Task prompt:
Give again the entries below exactly, beginning at the first line and ending at the line with "one source are".

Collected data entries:
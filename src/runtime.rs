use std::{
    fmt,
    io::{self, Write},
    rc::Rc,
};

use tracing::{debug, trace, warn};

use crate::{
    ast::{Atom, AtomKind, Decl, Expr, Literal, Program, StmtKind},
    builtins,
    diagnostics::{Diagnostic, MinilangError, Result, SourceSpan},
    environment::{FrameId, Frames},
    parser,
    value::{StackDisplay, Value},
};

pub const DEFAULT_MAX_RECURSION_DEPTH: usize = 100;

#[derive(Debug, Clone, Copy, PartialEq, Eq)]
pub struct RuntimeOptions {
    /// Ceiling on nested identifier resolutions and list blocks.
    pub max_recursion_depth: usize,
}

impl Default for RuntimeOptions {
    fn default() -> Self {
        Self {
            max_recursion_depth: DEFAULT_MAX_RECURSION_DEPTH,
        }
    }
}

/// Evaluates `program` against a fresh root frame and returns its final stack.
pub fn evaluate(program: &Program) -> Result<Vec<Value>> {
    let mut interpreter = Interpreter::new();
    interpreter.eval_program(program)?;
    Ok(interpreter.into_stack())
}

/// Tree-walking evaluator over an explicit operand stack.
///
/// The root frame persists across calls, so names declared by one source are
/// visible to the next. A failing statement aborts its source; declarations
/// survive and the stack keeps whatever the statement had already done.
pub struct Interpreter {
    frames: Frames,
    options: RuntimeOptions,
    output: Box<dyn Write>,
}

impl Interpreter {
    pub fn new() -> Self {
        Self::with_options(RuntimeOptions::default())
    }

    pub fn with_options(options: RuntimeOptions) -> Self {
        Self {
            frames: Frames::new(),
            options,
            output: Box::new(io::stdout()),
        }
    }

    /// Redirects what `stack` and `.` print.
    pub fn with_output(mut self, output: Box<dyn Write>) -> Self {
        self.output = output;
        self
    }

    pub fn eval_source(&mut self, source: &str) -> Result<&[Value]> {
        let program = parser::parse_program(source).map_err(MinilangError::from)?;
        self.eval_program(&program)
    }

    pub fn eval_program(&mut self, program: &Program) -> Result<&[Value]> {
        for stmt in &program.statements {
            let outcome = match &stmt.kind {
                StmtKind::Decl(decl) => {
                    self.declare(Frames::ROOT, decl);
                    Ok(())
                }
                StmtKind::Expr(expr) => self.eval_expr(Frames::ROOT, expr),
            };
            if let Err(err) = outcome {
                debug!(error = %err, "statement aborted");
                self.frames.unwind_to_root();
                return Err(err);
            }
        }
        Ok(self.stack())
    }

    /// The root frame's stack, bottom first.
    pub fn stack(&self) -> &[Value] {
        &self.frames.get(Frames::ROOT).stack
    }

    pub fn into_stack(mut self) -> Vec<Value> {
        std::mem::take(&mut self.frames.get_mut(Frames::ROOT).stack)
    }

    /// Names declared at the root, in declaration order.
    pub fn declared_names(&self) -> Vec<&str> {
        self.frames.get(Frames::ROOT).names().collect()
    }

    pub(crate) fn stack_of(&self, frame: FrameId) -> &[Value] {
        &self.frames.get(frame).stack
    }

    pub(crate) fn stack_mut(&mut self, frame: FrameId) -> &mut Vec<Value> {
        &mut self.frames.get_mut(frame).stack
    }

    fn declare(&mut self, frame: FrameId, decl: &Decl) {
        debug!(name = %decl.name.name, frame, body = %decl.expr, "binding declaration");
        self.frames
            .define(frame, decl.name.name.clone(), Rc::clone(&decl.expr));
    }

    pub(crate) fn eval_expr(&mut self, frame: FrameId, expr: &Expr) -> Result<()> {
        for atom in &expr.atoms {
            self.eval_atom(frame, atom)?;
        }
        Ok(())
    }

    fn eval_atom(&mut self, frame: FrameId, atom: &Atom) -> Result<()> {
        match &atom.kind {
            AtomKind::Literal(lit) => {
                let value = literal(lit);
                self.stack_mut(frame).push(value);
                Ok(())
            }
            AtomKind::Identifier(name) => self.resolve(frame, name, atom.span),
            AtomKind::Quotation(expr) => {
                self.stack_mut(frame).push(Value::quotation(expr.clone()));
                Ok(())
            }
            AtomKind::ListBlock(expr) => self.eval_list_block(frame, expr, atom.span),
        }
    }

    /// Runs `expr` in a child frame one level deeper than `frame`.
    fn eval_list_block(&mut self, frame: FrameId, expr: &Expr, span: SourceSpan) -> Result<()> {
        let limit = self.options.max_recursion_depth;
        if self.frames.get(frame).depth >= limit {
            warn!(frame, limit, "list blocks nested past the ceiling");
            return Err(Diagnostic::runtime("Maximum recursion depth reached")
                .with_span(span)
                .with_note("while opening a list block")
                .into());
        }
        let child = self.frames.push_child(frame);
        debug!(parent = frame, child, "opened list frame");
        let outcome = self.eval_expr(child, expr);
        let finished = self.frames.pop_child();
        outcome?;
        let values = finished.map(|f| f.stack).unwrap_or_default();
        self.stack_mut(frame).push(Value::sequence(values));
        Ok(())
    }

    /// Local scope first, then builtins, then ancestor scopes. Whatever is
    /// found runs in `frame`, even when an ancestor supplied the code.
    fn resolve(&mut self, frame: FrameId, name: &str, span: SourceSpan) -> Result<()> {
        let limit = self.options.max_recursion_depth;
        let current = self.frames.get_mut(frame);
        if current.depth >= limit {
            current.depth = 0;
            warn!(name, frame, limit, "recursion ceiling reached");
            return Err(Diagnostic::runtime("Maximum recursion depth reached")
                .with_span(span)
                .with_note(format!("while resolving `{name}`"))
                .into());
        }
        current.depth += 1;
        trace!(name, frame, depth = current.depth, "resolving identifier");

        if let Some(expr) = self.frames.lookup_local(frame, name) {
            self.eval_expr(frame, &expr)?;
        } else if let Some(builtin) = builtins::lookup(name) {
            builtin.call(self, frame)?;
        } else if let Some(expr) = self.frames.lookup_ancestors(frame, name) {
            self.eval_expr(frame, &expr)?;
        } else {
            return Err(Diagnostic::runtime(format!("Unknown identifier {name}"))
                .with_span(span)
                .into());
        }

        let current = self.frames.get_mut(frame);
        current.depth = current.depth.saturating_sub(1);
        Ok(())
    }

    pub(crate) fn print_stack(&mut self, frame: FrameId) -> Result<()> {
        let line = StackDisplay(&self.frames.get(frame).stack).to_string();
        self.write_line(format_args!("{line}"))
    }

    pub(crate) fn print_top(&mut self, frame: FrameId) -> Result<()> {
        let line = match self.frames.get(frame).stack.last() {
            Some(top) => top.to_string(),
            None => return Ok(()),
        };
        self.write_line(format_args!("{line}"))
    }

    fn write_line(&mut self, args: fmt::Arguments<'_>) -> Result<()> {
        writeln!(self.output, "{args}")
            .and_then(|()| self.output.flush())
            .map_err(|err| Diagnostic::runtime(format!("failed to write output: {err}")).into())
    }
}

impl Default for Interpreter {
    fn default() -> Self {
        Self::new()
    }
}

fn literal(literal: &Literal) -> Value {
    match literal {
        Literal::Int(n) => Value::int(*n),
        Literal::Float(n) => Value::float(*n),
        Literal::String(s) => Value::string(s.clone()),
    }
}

Output of the exercise:
filename src/runtime.rs
use std::{
    fmt,
    io::{self, Write},
    rc::Rc,
};

use tracing::{debug, trace, warn};

use crate::{
    ast::{Atom, AtomKind, Decl, Expr, Literal, Program, StmtKind},
    builtins,
    diagnostics::{Diagnostic, MinilangError, Result, SourceSpan},
    environment::{FrameId, Frames},
    parser,
    value::{StackDisplay, Value},
};

pub const DEFAULT_MAX_RECURSION_DEPTH: usize = 100;

#[derive(Debug, Clone, Copy, PartialEq, Eq)]
pub struct RuntimeOptions {
    /// Ceiling on nested identifier resolutions and list blocks.
    pub max_recursion_depth: usize,
}

impl Default for RuntimeOptions {
    fn default() -> Self {
        Self {
            max_recursion_depth: DEFAULT_MAX_RECURSION_DEPTH,
        }
    }
}

/// Evaluates `program` against a fresh root frame and returns its final stack.
pub fn evaluate(program: &Program) -> Result<Vec<Value>> {
    let mut interpreter = Interpreter::new();
    interpreter.eval_program(program)?;
    Ok(interpreter.into_stack())
}

/// Tree-walking evaluator over an explicit operand stack.
///
/// The root frame persists across calls, so names declared by one source are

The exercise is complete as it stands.